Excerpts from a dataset
::::::::

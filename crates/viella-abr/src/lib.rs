//! Adaptive Bitrate (ABR) decision engine for streaming clients.
//!
//! For each media track type, this crate continuously selects which encoded
//! quality ([`Representation`]) should be downloaded next, based on observed
//! network throughput, buffer occupancy and operator-imposed constraints
//! (manual bitrate, min/max auto bitrate, width/bitrate throttling).
//!
//! The engine is protocol-agnostic and performs no I/O: manifest parsing,
//! segment fetching and media-buffer management live elsewhere and feed it
//! through playback observations, request lifecycle events and reference
//! cells. It emits one [`AbrEstimate`] per decision tick, consumed by the
//! segment scheduler.
//!
//! ## Architecture
//!
//! - [`BandwidthEstimator`] — dual-EWMA throughput estimation from
//!   completed downloads
//! - [`NetworkAnalyzer`] — starvation detection and bandwidth-based bitrate
//!   ceiling (internal to the pipeline)
//! - [`BufferBasedChooser`] — BOLA-derived buffer-occupancy ceiling
//! - [`GuessBasedChooser`] — risky quality escalation for low-latency
//!   contents
//! - [`RepresentationEstimator`] — per-type orchestrator arbitrating
//!   between all of the above
//! - [`AbrManager`] — facade owning one pipeline context per track type
//!
//! ## Example
//!
//! ```rust
//! use viella_abr::{AbrManager, AbrOptions, PlaybackObservation, Representation, TrackType};
//! use web_time::Instant;
//!
//! let mut manager = AbrManager::new(AbrOptions::default());
//! let representations = vec![
//!     Representation::new("low", 500_000),
//!     Representation::new("mid", 1_500_000),
//!     Representation::new("high", 4_000_000),
//! ];
//! let mut pipeline = manager
//!     .representation_estimator(TrackType::Video, representations)
//!     .expect("non-empty representation list");
//!
//! // One decision per playback observation tick.
//! let estimate = pipeline.on_observation(
//!     PlaybackObservation {
//!         buffer_gap: 12.0,
//!         current_time: 0.0,
//!         speed: 1.0,
//!         duration: f64::NAN,
//!         live_gap: None,
//!     },
//!     Instant::now(),
//! );
//! assert!(!estimate.manual);
//! ```

#![forbid(unsafe_code)]

mod bandwidth;
mod buffer_based;
mod error;
mod estimator;
mod ewma;
mod guess_based;
mod last_estimate;
mod manager;
mod network_analyzer;
mod pending_requests;
mod reference;
mod score;
mod selection;
mod types;

pub use bandwidth::{BandwidthEstimator, BandwidthSource};
pub use buffer_based::{BufferBasedChooser, BufferObservation};
pub use error::{AbrError, AbrResult};
pub use estimator::{FilterSources, RepresentationEstimator, RepresentationEstimatorOptions};
pub use guess_based::GuessBasedChooser;
pub use last_estimate::LastEstimate;
pub use manager::{AbrManager, AbrOptions, AbrThrottlers};
pub use network_analyzer::{BandwidthAnalysis, NetworkAnalyzer};
pub use pending_requests::{PendingRequestsStore, RequestInfo, RequestProgress};
pub use reference::SharedRef;
pub use score::{MaintainabilityScoreTracker, ScoreConfidence};
pub use types::{
    AbrAlgorithm, AbrEstimate, AbrFilters, PlaybackObservation, Representation, RequestId,
    SegmentInfo, StreamEvent, TrackType,
};
use std::sync::{Arc, RwLock};

/// Clonable mutable cell holding the latest value of an input signal.
///
/// Every input of the decision engine (manual bitrate, min/max auto bitrate,
/// throttling limits) is such a cell: writers update it at any time, and the
/// engine reads the latest value on its next recomputation. There is no
/// subscription mechanism; recomputation is driven explicitly by the caller.
///
/// Writers and readers may live on different threads, hence the `RwLock`,
/// but the engine itself never holds a guard across a decision.
pub struct SharedRef<T>(Arc<RwLock<T>>);

impl<T> Clone for SharedRef<T> {
    fn clone(&self) -> Self {
        Self(Arc::clone(&self.0))
    }
}

impl<T: Clone> SharedRef<T> {
    pub fn new(value: T) -> Self {
        Self(Arc::new(RwLock::new(value)))
    }

    /// Read the latest value.
    pub fn get(&self) -> T {
        self.0
            .read()
            .unwrap_or_else(std::sync::PoisonError::into_inner)
            .clone()
    }

    /// Replace the value.
    pub fn set(&self, value: T) {
        *self
            .0
            .write()
            .unwrap_or_else(std::sync::PoisonError::into_inner) = value;
    }
}

impl<T: std::fmt::Debug + Clone> std::fmt::Debug for SharedRef<T> {
    fn fmt(&self, f: &mut std::fmt::Formatter<'_>) -> std::fmt::Result {
        f.debug_tuple("SharedRef").field(&self.get()).finish()
    }
}

impl<T: Clone + Default> Default for SharedRef<T> {
    fn default() -> Self {
        Self::new(T::default())
    }
}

::::::::

> WORK INSTRUCTION: Filter the entries and keep only the lines holding "SharedRef".

> EXERCISE RESULT:
pub use reference::SharedRef;
pub struct SharedRef<T>(Arc<RwLock<T>>);
impl<T> Clone for SharedRef<T> {
impl<T: Clone> SharedRef<T> {
impl<T: std::fmt::Debug + Clone> std::fmt::Debug for SharedRef<T> {
        f.debug_tuple("SharedRef").field(&self.get()).finish()
impl<T: Clone + Default> Default for SharedRef<T> {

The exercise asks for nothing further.